Whaaaaat? It’s almost over. I’ve been overloaded with the Fringe, but this is a little bittersweet. There is something akin to despair in seeing the final performance of a show. I anticipate seeing that on the faces of all the audiences today and tomorrow. It is one last chance to catch your favorite show again. Or to see what people called the best show ever. Either way it all comes down tomorrow night. With the end in sight I’ve been thinking about my time at the Fringe. I must admit it was not as bad as I thought it would be. Maybe that just had to do with the shows I saw. Or the revelation I had after my first night Fringing. But I’ve enjoyed myself so far. I'm excitedly sinking myself into the Fringe today and tomorrow and will be soaking up the last dregs of artistic expression. Because that is what we’re talking about when we’re talking Fringe. Artistic Expression. I had a great conversation with Shanan Custer who is knocking socks of in Nightmare Without Pants.
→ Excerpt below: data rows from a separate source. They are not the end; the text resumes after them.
// OPCUA for Rust
// SPDX-License-Identifier: MPL-2.0
// Copyright (C) 2017-2024 Adam Lock

//! Contains the serializer registry - the runtime table that maps an encoding id (or a concrete
//! type handle) onto the size / write / read logic of an encodeable type, so a receiver can
//! decode a structure without knowing its concrete type up front.
//!
//! Registration happens once, while the registry is being constructed; afterwards the registry is
//! shared behind an `Arc` and only ever read, so concurrent decodes need no locking. Registries
//! compose through `RegistrySet`, which resolves against an ordered list of children, first match
//! wins. A failed lookup is not an error at this level - extension object decoding degrades to
//! the opaque byte form, and only callers that require a concrete type turn a miss into
//! `BadDataTypeIdUnknown`.

use std::{
    any::TypeId,
    collections::HashMap,
    fmt,
    io::{Read, Write},
    sync::Arc,
};

use crate::{
    encodeable::{Encodeable, EncodingIds, MessageInfo},
    encoding::*,
    expanded_node_id::ExpandedNodeId,
    status_code::StatusCode,
};

/// Calculates the size of a type-erased value. Fails if the value is not of the entry's type.
pub type CalcSizeFn = fn(&dyn Encodeable) -> EncodingResult<usize>;
/// Writes a type-erased value. Fails if the value is not of the entry's type.
pub type WriteFn = fn(&dyn Encodeable, &mut dyn Write) -> EncodingResult<usize>;
/// Reads a value of the entry's type from the stream.
pub type ReadFn = fn(&mut dyn Read, &DecodingOptions) -> EncodingResult<Box<dyn Encodeable>>;

fn calc_size_of<T>(value: &dyn Encodeable) -> EncodingResult<usize>
where
    T: BinaryEncoder<T> + Encodeable,
{
    downcast::<T>(value).map(|value| value.byte_len())
}

fn write_of<T>(value: &dyn Encodeable, mut stream: &mut dyn Write) -> EncodingResult<usize>
where
    T: BinaryEncoder<T> + Encodeable,
{
    downcast::<T>(value)?.encode(&mut stream)
}

fn read_of<T>(
    stream: &mut dyn Read,
    decoding_options: &DecodingOptions,
) -> EncodingResult<Box<dyn Encodeable>>
where
    T: BinaryEncoder<T> + Encodeable,
{
    let mut stream = stream;
    Ok(Box::new(T::decode(&mut stream, decoding_options)?))
}

fn downcast<T: Encodeable>(value: &dyn Encodeable) -> EncodingResult<&T> {
    value.as_any().downcast_ref::<T>().ok_or_else(|| {
        error!("Serializer was handed a value of the wrong concrete type");
        StatusCode::BadEncodingError
    })
}

/// The dispatch record held per registered type - the identity triple and the three serializer
/// functions.
#[derive(Debug, Clone)]
pub struct EncodeableEntry {
    ids: EncodingIds,
    calc_size_fn: CalcSizeFn,
    write_fn: WriteFn,
    read_fn: ReadFn,
}

impl EncodeableEntry {
    pub fn ids(&self) -> &EncodingIds {
        &self.ids
    }

    pub fn calc_size(&self, value: &dyn Encodeable) -> EncodingResult<usize> {
        (self.calc_size_fn)(value)
    }

    pub fn write(&self, value: &dyn Encodeable, stream: &mut dyn Write) -> EncodingResult<usize> {
        (self.write_fn)(value, stream)
    }

    pub fn decode(
        &self,
        stream: &mut dyn Read,
        decoding_options: &DecodingOptions,
    ) -> EncodingResult<Box<dyn Encodeable>> {
        (self.read_fn)(stream, decoding_options)
    }
}

/// Resolution interface shared by a plain registry and a composed set of registries, so the
/// decoder does not care which it was handed.
pub trait EncodeableLookup: fmt::Debug + Send + Sync {
    /// Resolves an encoding id (binary or XML) to its dispatch record.
    fn resolve(&self, encoding_id: &ExpandedNodeId) -> Option<Arc<EncodeableEntry>>;
    /// Resolves a concrete runtime type to its dispatch record.
    fn resolve_type_id(&self, type_id: TypeId) -> Option<Arc<EncodeableEntry>>;
}

/// A table of encodeable types keyed by their encoding ids and their runtime type. Build it at
/// startup, then share it behind an `Arc` - it is read-only from then on.
#[derive(Debug, Default)]
pub struct EncodeableRegistry {
    by_encoding_id: HashMap<ExpandedNodeId, Arc<EncodeableEntry>>,
    by_type: HashMap<TypeId, Arc<EncodeableEntry>>,
}

impl EncodeableRegistry {
    pub fn new() -> EncodeableRegistry {
        EncodeableRegistry::default()
    }

    /// Registers a type, deriving the identity triple and serializer functions from its impls.
    pub fn register<T>(&mut self)
    where
        T: MessageInfo + BinaryEncoder<T> + Encodeable,
    {
        let ids = EncodingIds {
            data_type_id: <T as MessageInfo>::data_type_id(),
            binary_encoding_id: <T as MessageInfo>::binary_encoding_id(),
            xml_encoding_id: <T as MessageInfo>::xml_encoding_id(),
        };
        self.add_serializer(
            TypeId::of::<T>(),
            ids,
            calc_size_of::<T>,
            write_of::<T>,
            read_of::<T>,
        );
    }

    /// Adds a serializer under the supplied identity triple. The entry is looked up by either
    /// of its encoding ids or by the runtime type handle. Later registrations of the same id
    /// replace earlier ones.
    pub fn add_serializer(
        &mut self,
        type_id: TypeId,
        ids: EncodingIds,
        calc_size_fn: CalcSizeFn,
        write_fn: WriteFn,
        read_fn: ReadFn,
    ) {
        let entry = Arc::new(EncodeableEntry {
            ids: ids.clone(),
            calc_size_fn,
            write_fn,
            read_fn,
        });
        self.by_encoding_id
            .insert(ids.binary_encoding_id, entry.clone());
        self.by_encoding_id.insert(ids.xml_encoding_id, entry.clone());
        self.by_type.insert(type_id, entry);
    }

    pub fn len(&self) -> usize {
        self.by_type.len()
    }

    pub fn is_empty(&self) -> bool {
        self.by_type.is_empty()
    }
}

impl EncodeableLookup for EncodeableRegistry {
    fn resolve(&self, encoding_id: &ExpandedNodeId) -> Option<Arc<EncodeableEntry>> {
        self.by_encoding_id.get(encoding_id).cloned()
    }

    fn resolve_type_id(&self, type_id: TypeId) -> Option<Arc<EncodeableEntry>> {
        self.by_type.get(&type_id).cloned()
    }
}

/// An ordered composition of registries. Lookups try each child in the order they were added and
/// the first match wins, which lets a generated type table be layered over a fallback registry
/// without either knowing about the other.
#[derive(Debug, Default)]
pub struct RegistrySet {
    registries: Vec<Arc<dyn EncodeableLookup>>,
}

impl RegistrySet {
    pub fn new() -> RegistrySet {
        RegistrySet::default()
    }

    /// Appends a registry. Registries added earlier take precedence on lookup.
    pub fn add_registry(&mut self, registry: Arc<dyn EncodeableLookup>) {
        self.registries.push(registry);
    }
}

impl EncodeableLookup for RegistrySet {
    fn resolve(&self, encoding_id: &ExpandedNodeId) -> Option<Arc<EncodeableEntry>> {
        self.registries
            .iter()
            .find_map(|registry| registry.resolve(encoding_id))
    }

    fn resolve_type_id(&self, type_id: TypeId) -> Option<Arc<EncodeableEntry>> {
        self.registries
            .iter()
            .find_map(|registry| registry.resolve_type_id(type_id))
    }
}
She felt that the Fringe was a valuable and viable way for an artist to be seen. To do work that had meaning and purpose, whether to enlighten or humor. Fringe provides a chance to express something under an umbrella that says all our welcome.

ALL our welcome. But who comes? Who shows up at the gates? 165 shows. 20%(33) of those are labeled with the “includes artists of color” tag line. It should be noted that I have seen artists of color in shows without that tag line. But for my first Fringe I’ve attempted to split my time between a show from that page and a show outside of it that speaks to me. Because that’s why I went to the Fringe this year, I went looking for community, for something that I knew. Folks who have read my blog find themselves looking for color at the Fringe. They’ve found themselves observing themselves observing others observing them (Laurie Carlos anyone?). I've received recommendations for shows based on the talent of “what you might call the only speck of pepper”. I must say I enjoy it. I believe that our ability to differentiate is a valuable and integral part of our humanity. It is how we learn. How we protect ourselves. How we get to know the world. Good, Bad. Tall, Short. Rich, Poor. Black, White. Gay, Straight. We create problems for ourselves when we assign value to these differences such as Black is better than White or Straight is superior to Gay. Once we devalue, we dehumanize. And once we dehumanize, we destroy. But we always see difference. We may not want to, but we do. I went looking for difference at the Fringe; well actually I went looking for similarities. Something or someone that spoke to me, the me in this body. I found them, they are there, no one is telling them that they can’t be. Do I wish there were more? Yes. Can there be more? I don’t know.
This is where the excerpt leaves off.